> _EXERCISE PROMPT_
Please take the records that follow and repeat exactly the lines starting with the line with "let a = noise_from_seed(1);" and going on through the line with "(a.sample(x, 0.0, 0.0)".

Saved entries
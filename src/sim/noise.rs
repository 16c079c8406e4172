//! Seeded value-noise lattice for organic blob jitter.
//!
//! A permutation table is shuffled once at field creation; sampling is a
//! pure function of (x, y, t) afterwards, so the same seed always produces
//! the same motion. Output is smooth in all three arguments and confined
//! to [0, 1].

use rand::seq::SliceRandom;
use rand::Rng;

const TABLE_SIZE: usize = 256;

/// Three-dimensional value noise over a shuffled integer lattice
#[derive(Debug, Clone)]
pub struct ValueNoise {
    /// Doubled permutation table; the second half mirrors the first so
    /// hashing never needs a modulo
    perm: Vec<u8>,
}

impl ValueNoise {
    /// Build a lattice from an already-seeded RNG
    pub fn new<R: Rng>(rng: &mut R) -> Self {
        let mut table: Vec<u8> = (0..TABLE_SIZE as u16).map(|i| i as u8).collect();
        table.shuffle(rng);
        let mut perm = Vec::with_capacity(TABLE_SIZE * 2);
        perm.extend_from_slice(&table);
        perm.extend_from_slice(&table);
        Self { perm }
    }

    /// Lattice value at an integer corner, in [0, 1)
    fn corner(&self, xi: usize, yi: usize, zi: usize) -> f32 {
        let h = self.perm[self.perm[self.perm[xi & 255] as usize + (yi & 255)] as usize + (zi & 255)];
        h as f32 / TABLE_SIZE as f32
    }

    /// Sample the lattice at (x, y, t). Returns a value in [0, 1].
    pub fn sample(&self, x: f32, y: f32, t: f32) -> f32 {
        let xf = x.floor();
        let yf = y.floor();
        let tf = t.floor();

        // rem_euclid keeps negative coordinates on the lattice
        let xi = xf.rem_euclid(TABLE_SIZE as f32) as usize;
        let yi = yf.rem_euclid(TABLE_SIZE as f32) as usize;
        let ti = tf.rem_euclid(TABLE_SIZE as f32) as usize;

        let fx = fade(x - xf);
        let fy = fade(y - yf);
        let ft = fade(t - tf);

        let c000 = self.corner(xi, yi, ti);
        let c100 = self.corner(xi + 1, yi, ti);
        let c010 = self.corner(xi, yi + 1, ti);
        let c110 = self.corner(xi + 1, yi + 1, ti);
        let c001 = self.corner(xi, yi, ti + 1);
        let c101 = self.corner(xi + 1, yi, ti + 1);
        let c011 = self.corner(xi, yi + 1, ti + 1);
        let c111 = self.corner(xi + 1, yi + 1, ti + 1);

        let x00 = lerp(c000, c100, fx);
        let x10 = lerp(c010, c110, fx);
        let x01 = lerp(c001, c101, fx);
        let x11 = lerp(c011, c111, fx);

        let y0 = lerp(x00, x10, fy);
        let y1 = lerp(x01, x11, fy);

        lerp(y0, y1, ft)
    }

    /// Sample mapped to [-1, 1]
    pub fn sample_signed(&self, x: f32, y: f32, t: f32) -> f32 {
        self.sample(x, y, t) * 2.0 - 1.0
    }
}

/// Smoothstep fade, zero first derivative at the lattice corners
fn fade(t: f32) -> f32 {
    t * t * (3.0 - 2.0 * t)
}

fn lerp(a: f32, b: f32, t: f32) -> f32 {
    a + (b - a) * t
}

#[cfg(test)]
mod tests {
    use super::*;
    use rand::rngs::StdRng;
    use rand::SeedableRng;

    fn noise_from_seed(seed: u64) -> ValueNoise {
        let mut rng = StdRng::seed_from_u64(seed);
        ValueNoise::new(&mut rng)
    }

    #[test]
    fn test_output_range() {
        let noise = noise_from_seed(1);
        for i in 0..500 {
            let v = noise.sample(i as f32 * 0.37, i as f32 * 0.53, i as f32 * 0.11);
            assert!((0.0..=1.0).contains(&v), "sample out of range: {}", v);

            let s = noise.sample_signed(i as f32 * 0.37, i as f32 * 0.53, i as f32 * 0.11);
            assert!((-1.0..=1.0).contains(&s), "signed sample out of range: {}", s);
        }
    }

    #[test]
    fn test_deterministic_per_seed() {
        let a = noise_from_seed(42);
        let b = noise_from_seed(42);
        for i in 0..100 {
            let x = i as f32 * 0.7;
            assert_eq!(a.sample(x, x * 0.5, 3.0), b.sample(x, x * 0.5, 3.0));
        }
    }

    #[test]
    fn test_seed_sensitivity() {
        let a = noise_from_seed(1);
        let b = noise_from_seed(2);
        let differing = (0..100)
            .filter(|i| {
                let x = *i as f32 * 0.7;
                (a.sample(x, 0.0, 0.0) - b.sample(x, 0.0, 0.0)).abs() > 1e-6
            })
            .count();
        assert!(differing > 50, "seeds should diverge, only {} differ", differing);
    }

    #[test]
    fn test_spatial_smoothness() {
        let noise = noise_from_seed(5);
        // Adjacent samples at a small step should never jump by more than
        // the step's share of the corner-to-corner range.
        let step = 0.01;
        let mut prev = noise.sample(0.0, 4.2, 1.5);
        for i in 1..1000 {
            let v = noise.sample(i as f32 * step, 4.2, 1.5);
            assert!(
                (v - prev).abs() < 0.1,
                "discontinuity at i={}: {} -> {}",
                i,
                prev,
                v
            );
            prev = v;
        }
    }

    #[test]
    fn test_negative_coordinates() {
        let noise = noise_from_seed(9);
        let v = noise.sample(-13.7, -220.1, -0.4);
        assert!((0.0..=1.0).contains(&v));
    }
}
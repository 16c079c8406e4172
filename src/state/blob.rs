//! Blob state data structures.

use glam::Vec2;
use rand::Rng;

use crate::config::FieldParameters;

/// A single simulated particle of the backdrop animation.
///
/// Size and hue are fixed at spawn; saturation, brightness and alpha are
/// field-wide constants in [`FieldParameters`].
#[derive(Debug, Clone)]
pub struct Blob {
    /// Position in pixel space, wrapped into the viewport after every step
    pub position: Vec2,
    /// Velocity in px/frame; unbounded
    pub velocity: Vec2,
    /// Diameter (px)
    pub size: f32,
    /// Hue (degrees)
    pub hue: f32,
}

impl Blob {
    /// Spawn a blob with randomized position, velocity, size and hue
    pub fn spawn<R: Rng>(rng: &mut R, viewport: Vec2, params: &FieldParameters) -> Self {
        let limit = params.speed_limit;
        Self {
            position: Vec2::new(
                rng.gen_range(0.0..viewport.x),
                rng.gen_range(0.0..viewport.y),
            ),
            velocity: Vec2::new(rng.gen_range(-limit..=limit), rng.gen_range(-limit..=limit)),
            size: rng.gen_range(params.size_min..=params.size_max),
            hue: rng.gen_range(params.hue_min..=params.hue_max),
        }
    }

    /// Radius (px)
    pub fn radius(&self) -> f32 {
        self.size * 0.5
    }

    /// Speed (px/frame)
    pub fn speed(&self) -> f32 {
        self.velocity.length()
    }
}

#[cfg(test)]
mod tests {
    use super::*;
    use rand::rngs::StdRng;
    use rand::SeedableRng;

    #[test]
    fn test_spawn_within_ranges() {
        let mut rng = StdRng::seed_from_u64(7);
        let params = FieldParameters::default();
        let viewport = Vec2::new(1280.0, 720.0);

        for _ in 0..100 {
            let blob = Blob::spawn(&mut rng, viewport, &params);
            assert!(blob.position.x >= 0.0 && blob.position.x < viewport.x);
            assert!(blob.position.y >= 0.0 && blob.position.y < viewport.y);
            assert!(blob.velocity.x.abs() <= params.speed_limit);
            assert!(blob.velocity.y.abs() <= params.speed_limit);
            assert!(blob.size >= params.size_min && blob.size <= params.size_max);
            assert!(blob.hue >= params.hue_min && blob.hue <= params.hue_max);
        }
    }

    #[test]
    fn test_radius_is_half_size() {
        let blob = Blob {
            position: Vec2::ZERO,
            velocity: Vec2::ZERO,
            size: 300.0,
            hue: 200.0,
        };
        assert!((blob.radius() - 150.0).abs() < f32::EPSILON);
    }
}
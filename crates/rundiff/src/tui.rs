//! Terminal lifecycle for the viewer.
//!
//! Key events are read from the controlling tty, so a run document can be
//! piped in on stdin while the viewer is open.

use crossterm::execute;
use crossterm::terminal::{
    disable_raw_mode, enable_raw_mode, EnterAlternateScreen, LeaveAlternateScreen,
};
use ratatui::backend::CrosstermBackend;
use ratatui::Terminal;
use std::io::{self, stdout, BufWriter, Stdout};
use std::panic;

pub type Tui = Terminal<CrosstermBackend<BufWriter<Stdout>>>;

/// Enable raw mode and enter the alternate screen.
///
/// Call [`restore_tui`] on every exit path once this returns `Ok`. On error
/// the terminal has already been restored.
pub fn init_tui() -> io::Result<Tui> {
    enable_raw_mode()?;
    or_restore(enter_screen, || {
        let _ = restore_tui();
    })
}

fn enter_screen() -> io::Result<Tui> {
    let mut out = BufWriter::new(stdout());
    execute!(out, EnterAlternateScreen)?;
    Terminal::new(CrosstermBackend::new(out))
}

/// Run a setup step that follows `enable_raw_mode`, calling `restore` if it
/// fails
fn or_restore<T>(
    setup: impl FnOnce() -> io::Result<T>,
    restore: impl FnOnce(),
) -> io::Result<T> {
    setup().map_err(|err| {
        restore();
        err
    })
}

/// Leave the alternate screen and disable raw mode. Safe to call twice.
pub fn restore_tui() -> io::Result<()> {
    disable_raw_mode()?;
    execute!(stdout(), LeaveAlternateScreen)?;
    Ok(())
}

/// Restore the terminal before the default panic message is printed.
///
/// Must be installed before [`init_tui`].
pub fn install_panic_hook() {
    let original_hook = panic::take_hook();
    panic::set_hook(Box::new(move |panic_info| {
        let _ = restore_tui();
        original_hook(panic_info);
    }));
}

> _RESULT OF THIS EXERCISE_
        let a = noise_from_seed(1);
        let b = noise_from_seed(2);
        let differing = (0..100)
            .filter(|i| {
                let x = *i as f32 * 0.7;
                (a.sample(x, 0.0, 0.0) - b.sample(x, 0.0, 0.0)).abs() > 1e-6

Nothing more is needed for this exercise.